Pinkerton and Sharpless arrive with Kate, Pinkerton’s American wife. Suzuki meets them, and upon seeing Pinkerton’s new wife in the garden, she collapses in shock. Pinkerton is his usual insensitive self, but Sharpless tells Suzuki that whilst they can do nothing for Butterfly, Kate would like to adopt the child. Suzuki goes to speak with Kate, and Pinkerton selfishly sings of his own distress, admitting he is too much of a coward to face Butterfly.
He flees, but Kate stays to reassure Suzuki that she will care for the child as her own. Butterfly awakens and calls for Suzuki. She sees her maid crying and asks why but then notices Sharpless and the mystery woman in the garden. She realises Pinkerton is not coming back. She agrees to hand over the child if and only if Pinkerton returns in half an hour to pick him up himself.
Butterfly sends Suzuki away, prays and prepares to take her own life with her father’s blade. Her son enters, and Butterfly, now more composed, hugs him close and tells him not to be sad at his mother abandoning him. She blindfolds him and gives him a little American flag to wave as his father returns.
She takes the knife and stabs herself. As she falls dead, the cries of Pinkerton are heard offstage...
Where in the World
Madama Butterfly takes place entirely in a traditional house overlooking the bay of Nagasaki. At the beginning of the 20th century, Nagasaki (marked in blue) was an industrial city with huge docklands, a major access point for the West. Today it is sadly best known as the site of a nuclear bombing at the end of the Second World War.
Puccini got the idea for Madama Butterfly in 1900. He was in London, preparing for the British premiere of his opera Tosca, and saw a one-act play called Madame Butterfly written by the well-known American playwright David Belasco. (The Belasco Theater on 44th Street in New York City has been around for more than 100 years.) That play was, in turn, based on a magazine article by Philadelphia lawyer John Luther Long, who claimed that his sister related the story to him based on personal experience.

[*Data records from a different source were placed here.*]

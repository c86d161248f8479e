//! Incremental Bollinger(20, 2.0) (spec.md §4.3).
//!
//! middle = SMA(20) of close; band = 2.0 * sample stddev over the same
//! window; upper = middle + band; lower = middle - band;
//! bandwidth = (upper - lower) / middle.

use std::collections::VecDeque;

#[derive(Debug, Clone, Copy, PartialEq)]
pub struct BollingerValue {
    pub middle: f64,
    pub upper: f64,
    pub lower: f64,
    pub bandwidth: f64,
}

#[derive(Debug, Clone)]
pub struct Bollinger {
    period: usize,
    multiplier: f64,
    window: VecDeque<f64>,
    value: Option<BollingerValue>,
}

impl Bollinger {
    pub fn new(period: usize, multiplier: f64) -> Self {
        assert!(period >= 2, "Bollinger period must be >= 2");
        Self {
            period,
            multiplier,
            window: VecDeque::with_capacity(period),
            value: None,
        }
    }

    pub fn standard() -> Self {
        Self::new(20, 2.0)
    }

    pub fn update(&mut self, close: f64) {
        self.window.push_back(close);
        if self.window.len() > self.period {
            self.window.pop_front();
        }
        if self.window.len() < self.period {
            self.value = None;
            return;
        }
        let mean = self.window.iter().sum::<f64>() / self.period as f64;
        let variance = self
            .window
            .iter()
            .map(|c| (c - mean).powi(2))
            .sum::<f64>()
            / (self.period as f64 - 1.0);
        let stddev = variance.sqrt();
        let band = self.multiplier * stddev;
        let upper = mean + band;
        let lower = mean - band;
        let bandwidth = if mean != 0.0 { (upper - lower) / mean } else { 0.0 };
        self.value = Some(BollingerValue {
            middle: mean,
            upper,
            lower,
            bandwidth,
        });
    }

    pub fn value(&self) -> Option<BollingerValue> {
        self.value
    }
}

#[cfg(test)]
mod tests {
    use super::*;

    #[test]
    fn undefined_before_window_fills() {
        let mut b = Bollinger::new(3, 2.0);
        b.update(1.0);
        b.update(2.0);
        assert!(b.value().is_none());
    }

    #[test]
    fn middle_is_sma() {
        let mut b = Bollinger::new(3, 2.0);
        for c in [10.0, 12.0, 14.0] {
            b.update(c);
        }
        assert!((b.value().unwrap().middle - 12.0).abs() < 1e-9);
    }

    #[test]
    fn constant_series_has_zero_bandwidth() {
        let mut b = Bollinger::standard();
        for _ in 0..20 {
            b.update(100.0);
        }
        let v = b.value().unwrap();
        assert_eq!(v.upper, v.middle);
        assert_eq!(v.lower, v.middle);
        assert_eq!(v.bandwidth, 0.0);
    }
}
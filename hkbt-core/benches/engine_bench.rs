//! Criterion benchmarks for hkbt-core's hot paths.
//!
//! Benchmarks:
//! 1. Indicator engine update (one symbol's full indicator stack, per bar)
//! 2. Full simulator replay (warm-up + backtest slice, end to end)

use criterion::{black_box, criterion_group, criterion_main, BenchmarkId, Criterion};

use hkbt_core::data::validation::DataQualityReport;
use hkbt_core::data::PreparedData;
use hkbt_core::domain::{AdjustedCandle, Candle, Instrument, Interval};
use hkbt_core::engine::{Simulator, SimulatorConfig};
use hkbt_core::indicators::IndicatorEngine;

fn make_candles(n: usize) -> Vec<AdjustedCandle> {
    let base = chrono::NaiveDate::from_ymd_opt(2020, 1, 2)
        .unwrap()
        .and_hms_opt(9, 30, 0)
        .unwrap();
    (0..n)
        .map(|i| {
            let close = 100.0 + (i as f64 * 0.05).sin() * 8.0 + i as f64 * 0.01;
            let ts = base + chrono::Duration::minutes(30 * i as i64);
            AdjustedCandle::unadjusted(Candle::new(
                ts,
                close - 0.3,
                close + 1.2,
                close - 1.2,
                close,
                1_000_000 + (i as u64 % 500_000),
                close * 1_000_000.0,
            ))
        })
        .collect()
}

fn bench_indicator_engine(c: &mut Criterion) {
    let mut group = c.benchmark_group("indicator_engine");

    for &bar_count in &[252usize, 1260, 2520] {
        let candles = make_candles(bar_count);
        group.bench_with_input(BenchmarkId::new("update", bar_count), &bar_count, |b, _| {
            b.iter(|| {
                let mut engine = IndicatorEngine::new();
                for candle in &candles {
                    engine.update(black_box(&candle.candle));
                }
                black_box(engine.snapshot(candles.last().unwrap().candle.close));
            });
        });
    }

    group.finish();
}

fn bench_simulator_replay(c: &mut Criterion) {
    let mut group = c.benchmark_group("simulator_replay");

    for &bar_count in &[300usize, 1000] {
        let candles = make_candles(bar_count);
        let warmup_end = 100;
        let quality = DataQualityReport::new(bar_count as u64, 0, 0, 0, 0, 0);
        let instrument = Instrument::new("BENCH.HK", 100, false);
        let data = PreparedData::new(candles, warmup_end, quality, instrument.clone()).unwrap();

        group.bench_with_input(BenchmarkId::new("run", bar_count), &bar_count, |b, _| {
            b.iter(|| {
                let config = SimulatorConfig::new(1_000_000.0, Interval::M30, 200_000.0);
                let mut simulator = Simulator::new(config, instrument.clone());
                black_box(simulator.run(black_box(&data), &Default::default()));
            });
        });
    }

    group.finish();
}

criterion_group!(benches, bench_indicator_engine, bench_simulator_replay);
criterion_main!(benches);
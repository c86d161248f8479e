//! hkbt-core — the Hong Kong equities backtesting and signal-generation
//! engine.
//!
//! This crate contains the pure, deterministic heart of the system:
//! - Domain types (candles, orders, positions, portfolios, trades)
//! - The HK trading calendar and corporate-action adjuster
//! - Data preparation: retry-with-backoff fetch, per-candle validation,
//!   quality scoring, warm-up selection
//! - Incremental technical indicators (MACD, Bollinger, ATR, RSI, ADX, ...)
//! - Regime classification and per-regime signal strategies behind a
//!   four-layer weighted scorer
//! - Position sizing and the pre-trade risk validation chain
//! - The bar-by-bar backtest simulator and its post-run metrics
//!
//! Nothing in this crate touches the filesystem, the network, or wall-clock
//! time directly — those live behind the `Store`, `MarketDataSource`, and
//! `Clock` traits in [`context`], injected by the caller (`hkbt-runner`).

pub mod calendar;
pub mod commission;
pub mod context;
pub mod corporate_actions;
pub mod data;
pub mod domain;
pub mod engine;
pub mod error;
pub mod indicators;
pub mod risk;
pub mod rounding;
pub mod signals;

#[cfg(test)]
mod tests {
    use super::*;

    /// Compile-time check: the types crossing the `hkbt-runner` batch-runner
    /// boundary (spec.md §5's per-symbol rayon parallelism) are Send + Sync.
    #[allow(dead_code)]
    fn assert_send_sync() {
        fn require_send<T: Send>() {}
        fn require_sync<T: Sync>() {}

        require_send::<domain::Candle>();
        require_sync::<domain::Candle>();
        require_send::<domain::Order>();
        require_sync::<domain::Order>();
        require_send::<domain::Position>();
        require_sync::<domain::Position>();
        require_send::<domain::Portfolio>();
        require_sync::<domain::Portfolio>();
        require_send::<domain::TradeRecord>();
        require_sync::<domain::TradeRecord>();
        require_send::<domain::Instrument>();
        require_sync::<domain::Instrument>();
        require_send::<domain::TradingSignal>();
        require_sync::<domain::TradingSignal>();

        require_send::<domain::OrderId>();
        require_sync::<domain::OrderId>();
        require_send::<domain::SignalId>();
        require_sync::<domain::SignalId>();
        require_send::<domain::ConfigHash>();
        require_sync::<domain::ConfigHash>();
        require_send::<domain::RunId>();
        require_sync::<domain::RunId>();

        require_send::<engine::BacktestOutcome>();
        require_sync::<engine::BacktestOutcome>();
        require_send::<engine::SimulatorConfig>();
        require_sync::<engine::SimulatorConfig>();

        require_send::<context::CancelToken>();
        require_sync::<context::CancelToken>();
    }
}
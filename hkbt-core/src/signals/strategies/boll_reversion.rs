//! BOLL-reversion: the home strategy for the `RANGING` regime.
//!
//! Entry requires price near the lower band with an oversold RSI, a shrinking
//! histogram, confirmation-timeframe support, and a reversal candle.

use crate::domain::order::OrderSide;
use crate::domain::signal::StrategyTag;

use super::{is_doji, is_hammer, EntryCandidate, EntryContext, Regime, StopPlan, Strategy, TakeProfitPlan};

const LOWER_BAND_PROXIMITY: f64 = 0.01;
const RSI_OVERSOLD: f64 = 30.0;
const RSI_TAKE_PROFIT: f64 = 70.0;
const FIXED_STOP_PCT: f64 = 0.98;

pub struct BollReversion;

impl Strategy for BollReversion {
    fn tag(&self) -> StrategyTag {
        StrategyTag::BollReversion
    }

    fn home_regime(&self) -> Regime {
        Regime::Ranging
    }

    fn entry(&self, ctx: &EntryContext) -> Option<EntryCandidate> {
        let boll = ctx.primary.boll?;
        let rsi = ctx.primary.rsi?;
        let histogram = ctx.primary.macd?.histogram;
        let prev_histogram = ctx.prev_primary?.macd?.histogram;

        let near_lower_band = boll.lower > 0.0
            && (ctx.primary.close - boll.lower).abs() / boll.lower <= LOWER_BAND_PROXIMITY;
        if !near_lower_band {
            return None;
        }
        if rsi >= RSI_OVERSOLD {
            return None;
        }
        if histogram.abs() >= prev_histogram.abs() {
            return None;
        }
        // 120m confirmation "above its prior low": the confirmation
        // timeframe is itself trending up bar over bar.
        let confirm_supportive = ctx
            .confirm
            .prev_close
            .is_some_and(|prev| ctx.confirm.close > prev);
        if !confirm_supportive {
            return None;
        }
        if !is_hammer(ctx.candle) && !is_doji(ctx.candle) {
            return None;
        }

        Some(EntryCandidate {
            side: OrderSide::Buy,
            suggested_price: ctx.candle.close,
        })
    }

    fn stop_plan(&self, entry_price: f64, _atr: Option<f64>) -> StopPlan {
        StopPlan {
            stop_loss: entry_price * FIXED_STOP_PCT,
            take_profit: TakeProfitPlan::BandOrRsi {
                rsi_threshold: RSI_TAKE_PROFIT,
            },
        }
    }
}

#[cfg(test)]
mod tests {
    use super::*;
    use crate::domain::candle::Candle;
    use crate::indicators::{BollingerValue, IndicatorSnapshot, MacdValue};
    use chrono::NaiveDate;

    fn hammer_candle() -> Candle {
        // small body near the top, long lower shadow
        Candle::new(
            NaiveDate::from_ymd_opt(2024, 1, 2).unwrap().and_hms_opt(9, 30, 0).unwrap(),
            95.4,
            95.6,
            92.0,
            95.5,
            1000,
            95_000.0,
        )
    }

    #[test]
    fn reversal_near_lower_band_with_oversold_rsi_fires_buy() {
        let prev_primary = IndicatorSnapshot {
            macd: Some(MacdValue { macd: -1.0, signal: -0.5, histogram: -0.5 }),
            ..Default::default()
        };
        let primary = IndicatorSnapshot {
            close: 95.5,
            rsi: Some(25.0),
            macd: Some(MacdValue { macd: -0.8, signal: -0.6, histogram: -0.2 }),
            boll: Some(BollingerValue { middle: 100.0, upper: 105.0, lower: 95.0, bandwidth: 0.1 }),
            ..Default::default()
        };
        let confirm = IndicatorSnapshot {
            close: 101.0,
            prev_close: Some(100.0),
            ..Default::default()
        };
        let c = hammer_candle();
        let ctx = EntryContext {
            primary: &primary,
            confirm: &confirm,
            prev_primary: Some(&prev_primary),
            candle: &c,
        };
        let entry = BollReversion.entry(&ctx);
        assert!(entry.is_some());
    }

    #[test]
    fn rsi_not_oversold_blocks_entry() {
        let prev_primary = IndicatorSnapshot {
            macd: Some(MacdValue { macd: -1.0, signal: -0.5, histogram: -0.5 }),
            ..Default::default()
        };
        let primary = IndicatorSnapshot {
            close: 95.5,
            rsi: Some(45.0),
            macd: Some(MacdValue { macd: -0.8, signal: -0.6, histogram: -0.2 }),
            boll: Some(BollingerValue { middle: 100.0, upper: 105.0, lower: 95.0, bandwidth: 0.1 }),
            ..Default::default()
        };
        let confirm = IndicatorSnapshot {
            close: 101.0,
            prev_close: Some(100.0),
            ..Default::default()
        };
        let c = hammer_candle();
        let ctx = EntryContext {
            primary: &primary,
            confirm: &confirm,
            prev_primary: Some(&prev_primary),
            candle: &c,
        };
        assert!(BollReversion.entry(&ctx).is_none());
    }

    #[test]
    fn stop_loss_is_fixed_two_percent_below_entry() {
        let plan = BollReversion.stop_plan(100.0, None);
        assert!((plan.stop_loss - 98.0).abs() < 1e-9);
    }

    #[test]
    fn hammer_candle_is_detected() {
        assert!(is_hammer(&hammer_candle()));
    }
}
//! Incremental technical indicators: each type holds the minimum rolling
//! history it needs and updates in O(1) per bar via exponential recurrence
//! or fixed-window sums — no full recomputation per bar.

pub mod adx;
pub mod atr;
pub mod bollinger;
pub mod ema;
pub mod engine;
pub mod high_low;
pub mod macd;
pub mod rsi;
pub mod volume;

pub use adx::Adx;
pub use atr::Atr;
pub use bollinger::{Bollinger, BollingerValue};
pub use ema::Ema;
pub use engine::{IndicatorEngine, IndicatorSnapshot};
pub use high_low::{RollingHigh20, RollingMean};
pub use macd::{Macd, MacdValue};
pub use rsi::Rsi;
pub use volume::VolumeRatio;

/// Assert two f64 values are approximately equal (within epsilon).
#[cfg(test)]
pub fn assert_approx(actual: f64, expected: f64, epsilon: f64) {
    assert!(
        (actual - expected).abs() < epsilon,
        "assert_approx failed: actual={actual}, expected={expected}, diff={}, epsilon={epsilon}",
        (actual - expected).abs()
    );
}
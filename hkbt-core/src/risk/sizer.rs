//! Adaptive position sizer.
//!
//! `position = basePosition * (2 - atrRatio) * signalStrengthFactor *
//! (0.5 + winRateFactor*0.5)`, clamped to `[20_000, maxSinglePosition]`,
//! then quantized down to a multiple of the symbol's lot size.
//! `basePosition = maxSinglePosition`; `atrRatio` is `atr/atr20dayMean`
//! clamped to `[0.5, 1.5]`; `winRateFactor` defaults to `0.5` with fewer
//! than 10 rolling samples.

use crate::domain::instrument::Instrument;

const FLOOR_NOTIONAL: f64 = 20_000.0;
const MIN_SAMPLES_FOR_WIN_RATE: usize = 10;
const DEFAULT_WIN_RATE: f64 = 0.5;

#[derive(Debug, Clone, Copy)]
pub struct SizingInputs {
    pub strength: f64,
    /// `atr / atr20dayMean`, already clamped to `[0.5, 1.5]` by the caller.
    pub atr_ratio: f64,
    pub rolling_win_rate: f64,
    pub rolling_sample_count: usize,
}

#[derive(Debug, Clone, Copy)]
pub struct PositionSizer {
    pub max_single_position: f64,
}

impl PositionSizer {
    pub fn new(max_single_position: f64) -> Self {
        Self { max_single_position }
    }

    fn win_rate_factor(&self, inputs: &SizingInputs) -> f64 {
        if inputs.rolling_sample_count < MIN_SAMPLES_FOR_WIN_RATE {
            DEFAULT_WIN_RATE
        } else {
            inputs.rolling_win_rate
        }
    }

    /// Target notional in HKD, before lot-size quantization.
    pub fn target_notional(&self, inputs: &SizingInputs) -> f64 {
        let base_position = self.max_single_position;
        let signal_strength_factor = (inputs.strength / 100.0).clamp(0.0, 1.0);
        let win_rate_factor = self.win_rate_factor(inputs);
        let raw = base_position
            * (2.0 - inputs.atr_ratio)
            * signal_strength_factor
            * (0.5 + win_rate_factor * 0.5);
        raw.clamp(FLOOR_NOTIONAL, self.max_single_position)
    }

    /// Quantity to buy at `price`, quantized down to a whole lot.
    pub fn size(&self, price: f64, instrument: &Instrument, inputs: &SizingInputs) -> u64 {
        if price <= 0.0 {
            return 0;
        }
        let notional = self.target_notional(inputs);
        instrument.round_to_lot(notional / price)
    }
}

Puccini was sufficiently moved by Belasco's drama that upon his return to Italy he immediately got to work on the opera with his librettists Luigi Illica and Giuseppe Giacosa (both of whom he had worked with on La bohème and Tosca). The wife of Japan's ambassador to Italy assisted Puccini by familiarising him with native Japanese songs.
Madama Butterfly premiered at La Scala in Milan, Italy, on the 17th of February 1904, and to say that it was poorly received would be charitable. Almost from the moment the curtain rose, it was hissed, jeered and booed in a manner that probably wouldn’t be tolerated in most prominent opera houses today. (La Scala's playbill history of the opera cites "reliable witnesses" who blame the opening night fiasco on a prearranged claque hostile to Puccini.) After that performance, the composer withdrew the score, modified it (mainly by dividing the lengthy second act into two acts), and next presented the work 60 miles to the east in Brescia on the 28th of May. It was a rousing success and has since been viewed generally as a masterpiece.
From 2008 to 2013 Madama Butterfly was the 6th Most Performed Opera in the world according to Operabase. Indeed despite the failure of its opening, it's been pretty consistently popular since its composition.
Two interesting notes on character names:
Pinkerton’s forenames are the subject of some confusion. At the premieres in Milan and Brescia, he is introduced as “Sir Francis Blummy Pinkerton,” but by the third revision of the libretto in 1906, he is presented as “B.F. Pinkerton.” The 1907 Ricordi score, considered authoritative, lists the role as “F.B. Pinkerton”, but during the wedding ceremony, the Commissario refers to the Lieutenant as “Benjamin Franklin Pinkerton.”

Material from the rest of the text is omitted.